I've been following these inane and hopelessly theoretical discussions
on psychiatry with increasing annoyance and frustration. In case you all
have forgotten, psychiatric patients, those with mental disorders, those with
aberrant behavior, WHATEVER the heck you want to call them, are PEOPLE!
This is NOT a purely an existential discussion - it involves a very LARGE
segment of the population, most if not all of whom are suffering.
So, in the interests of both infusing the discussion with life, shaking
things up a bit, and maybe even injecting some reality, I have decided to
jump into the fire. (Hey, in S CA who's got a choice anyway?)
I am a person with a psychiatric disorder. Technically, according to
current nomenclature, I am a bipolar II with pre{*filter*} of treatment
resistant depression. I also have a dissociative disorder, probably a
variant of MPD. No doubt I have a "personality disorder" as well.
I am also an MD who has practiced both primary care medicine and
psychiatry, so I think I have a pretty unique outlook on things.
I am quite convinced that I have a disease. NO ONE would "choose" to
experience the years of hell I have lived through - no one! I could not even
begin to describe what it is like to wake up every single day of one's life
wishing one were dead. Or what it is like to go to bed every night not
knowing who you will be in the morning or what the world will be like. Even
the "highs" cease to be fun because you soon learn that a horrible crash is
imminent - like giving a rat a treat and then shocking it.
I believe my disease exists at the interface of biology and
"thought/experience". There is no question that there is a biological or
neurochemical component - as evidenced by my reactions to various substances.
I can also "feel" that there is something wrong with my brain when I am about
to have a major episode.
I also know that conscious and unconscious "psychological" events can
trigger mood swings or personality switches. Were Ed McMahon to show up at
my door with that check for $20 million, I would PROBABLY get transiently
hypomanic UNLESS I were in the midst of a major depression in which case I
would be utterly indifferent.
I know that I do not choose my aberrant behavior. I did not choose to
ruin my marriage and several relationships. I did not choose to destroy my
career. I did not choose to spend years in bed. I do not choose to buy
tickets for things I really WANT to do and then deliberately deprive myself
of them by being sick.
I certainly did not choose to hurt my patients because I, more than most
physicians, KNOW what it is like to be abandoned by a doctor. I certainly do
not choose the {*filter*} and stigma I must live with constantly.
Yes, some things I DO choose. Different personalities are better at
dealing with different situations, and I DO use that.
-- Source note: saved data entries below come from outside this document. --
use std::env;
use std::fs;
use std::path::Path;

include!("../build_common.rs");

fn main() {
    let crate_dir = env::var("CARGO_MANIFEST_DIR").unwrap();

    // Process README for rustdoc (uses shared build_common.rs)
    process_readme_for_rustdoc(&crate_dir);

    println!("cargo:rerun-if-changed=build.rs");
}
It's a survival skill.
I suppose I do choose on some level to harm myself, but I don't know why
since there's no rational reason for it except to end the pain which some
would say I CHOSE to experience in the first place!
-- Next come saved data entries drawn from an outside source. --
//! Length-checked path string arithmetic.
//!
//! Paths are built as owned strings using the platform separator. Each
//! operation checks the result against [`MAX_PATH_LEN`] and fails with
//! [`PathError::PathTooLong`] instead of truncating; buffer growth goes
//! through `try_reserve` so allocation failure is reported, not aborted on.

use super::error::{PathError, PathResult};
use crate::ports::PlatformPolicy;

/// Maximum length, in bytes, of any computed path.
pub const MAX_PATH_LEN: usize = 4096;

fn ensure_fits(len: usize) -> PathResult<()> {
    if len > MAX_PATH_LEN {
        return Err(PathError::PathTooLong {
            len,
            max: MAX_PATH_LEN,
        });
    }
    Ok(())
}

fn with_capacity(capacity: usize) -> PathResult<String> {
    let mut buf = String::new();
    buf.try_reserve_exact(capacity)
        .map_err(|_| PathError::OutOfMemory)?;
    Ok(buf)
}

/// Copy a path, checking it against the maximum length.
pub fn bounded_copy(path: &str) -> PathResult<String> {
    ensure_fits(path.len())?;
    let mut buf = with_capacity(path.len())?;
    buf.push_str(path);
    Ok(buf)
}

/// Append `rel` to `base`.
///
/// An absolute `rel` replaces `base` entirely. Otherwise a separator is
/// inserted unless `base` is empty or already ends with one; an empty `rel`
/// therefore just guarantees a trailing separator.
pub fn join<P>(platform: &P, base: &str, rel: &str) -> PathResult<String>
where
    P: PlatformPolicy + ?Sized,
{
    if platform.is_absolute(rel) {
        return bounded_copy(rel);
    }

    let sep = platform.separator();
    let needs_sep = !base.is_empty() && !base.ends_with(sep);
    let len = base.len() + usize::from(needs_sep) * sep.len_utf8() + rel.len();
    ensure_fits(len)?;

    let mut buf = with_capacity(len)?;
    buf.push_str(base);
    if needs_sep {
        buf.push(sep);
    }
    buf.push_str(rel);
    Ok(buf)
}

/// Drop the last separator and everything after it.
///
/// `/a/b` becomes `/a`, `/a` becomes the empty string, and a path with no
/// separator also becomes empty.
pub fn reduce<P>(platform: &P, path: &str) -> String
where
    P: PlatformPolicy + ?Sized,
{
    match path.rfind(platform.separator()) {
        Some(idx) => path[..idx].to_string(),
        None => String::new(),
    }
}

/// Apply [`reduce`] `levels` times.
pub fn reduce_n<P>(platform: &P, path: &str, levels: usize) -> String
where
    P: PlatformPolicy + ?Sized,
{
    (0..levels).fold(path.to_string(), |acc, _| reduce(platform, &acc))
}

/// Make `path` absolute against the working directory.
///
/// A leading `./` is dropped before joining. If the working directory is
/// unavailable the path is returned unchanged.
pub fn absolutize<P>(platform: &P, path: &str) -> PathResult<String>
where
    P: PlatformPolicy + ?Sized,
{
    if platform.is_absolute(path) {
        return bounded_copy(path);
    }

    let Some(cwd) = platform.current_dir() else {
        return bounded_copy(path);
    };

    let mut dot_prefix = String::from(".");
    dot_prefix.push(platform.separator());
    let rel = path.strip_prefix(dot_prefix.as_str()).unwrap_or(path);
    join(platform, &cwd, rel)
}

/// Remove `.` segments, fold `..` into the previous segment and collapse
/// repeated separators.
///
/// `..` never climbs above the root of an absolute path; in a relative
/// path a leading `..` is kept.
pub fn normalize<P>(platform: &P, path: &str) -> PathResult<String>
where
    P: PlatformPolicy + ?Sized,
{
    ensure_fits(path.len())?;
    let sep = platform.separator();

    let (root, rest) = if path.starts_with(sep) {
        (&path[..sep.len_utf8()], path.trim_start_matches(sep))
    } else if platform.is_absolute(path) {
        // Drive-style root such as `C:\`.
        match path.find(sep) {
            Some(idx) => path.split_at(idx + sep.len_utf8()),
            None => (path, ""),
        }
    } else {
        ("", path)
    };

    let mut parts: Vec<&str> = Vec::new();
    for part in rest.split(sep) {
        match part {
            "" | "." => {}
            ".." => match parts.last() {
                Some(&last) if last != ".." => {
                    parts.pop();
                }
                _ if root.is_empty() => parts.push(".."),
                _ => {}
            },
            other => parts.push(other),
        }
    }

    let sep_str = sep.to_string();
    let body = parts.join(&sep_str);
    let mut buf = with_capacity(root.len() + body.len())?;
    buf.push_str(root);
    buf.push_str(&body);
    if buf.is_empty() {
        buf.push('.');
    }
    Ok(buf)
}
In my experience, few of my patients have chosen their behavior.
Sometimes it was thrust upon them and they accepted it. Sometimes they
merely needed education in other ways of coping. But I have never seen
anyone who chose a major depression, or schizophrenia, tho some may choose
their symptoms. But give us a break - EVERYONE more or less chooses their
coping styles.
As a primary care practitioner, and one who was very committed to
mental health care which most are not, I know I was totally incompetent to
manage major psychiatric illnesses. Most of my colleagues knew far less than
I, had NO appreciation for psychodynamics or transference-countertransference
and were often quite shockingly abusive to patients who were labelled as
"psych" pts.
Psychiatrists really ARE specialists, altho imho the training leaves much to be desired. Psych medicines are difficult to manage, compliance is an
ongoing issue, therapeutic margins are slim and drug interactions complex.
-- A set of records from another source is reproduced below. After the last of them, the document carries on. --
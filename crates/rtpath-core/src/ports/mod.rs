//! Port definitions: the seams between the core logic and the outside world.

mod execution;
mod platform;

pub use execution::{ExecutionError, ExecutionPort, RunOutcome};
pub use platform::{Landmarks, PlatformPolicy};

#[cfg(test)]
pub use execution::MockExecutionPort;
Add that to patients who may or may not be able to accurately report
symptoms, history, problems, etc and a great deal of patience, tolerance,
people skills, AND knowledge of pharmacology and biochemistry and neurology is
required.
The average HMO FP, no matter how well intentioned, just cannot do this
adequately.
And for what it's worth, very few experienced psychopharmacologists and
analysts have been able to manage my illness. Average psychiatrists can't at
all!
Yes, medications are misused. The use of neuroleptics to sedate people
to a more manageable level of behavior is improper. The use of benzos
instead of appropriate psychotherapy is probably also wrong. But is it any
different than say the use of Zantac instead of getting the patient to stop
drinking, smoking, and working 70 hrs a week?
There are bad psychiatrists and psychologists and therapists in
abundance. But that does not invalidate the field or the experiences of
patients with real illnesses.
I hope this stirs up SOMETHING interesting. I am willing to answer any
reasonable questions (even personal ones) from any respectful netters. I
will NOT respond to ad hominem attacks however.
BTW, if you threaten to come get me and burn me at the stake, I STILL
wouldn't be any more able to work, care for myself or even get out of bed on
a bad day. I might even be relieved! So I guess you can't attribute ALL of
this to my being a witch, nor conclude that a simple and inexpensive pyre
would cure me!
I look forward to responses, either e-mail or public.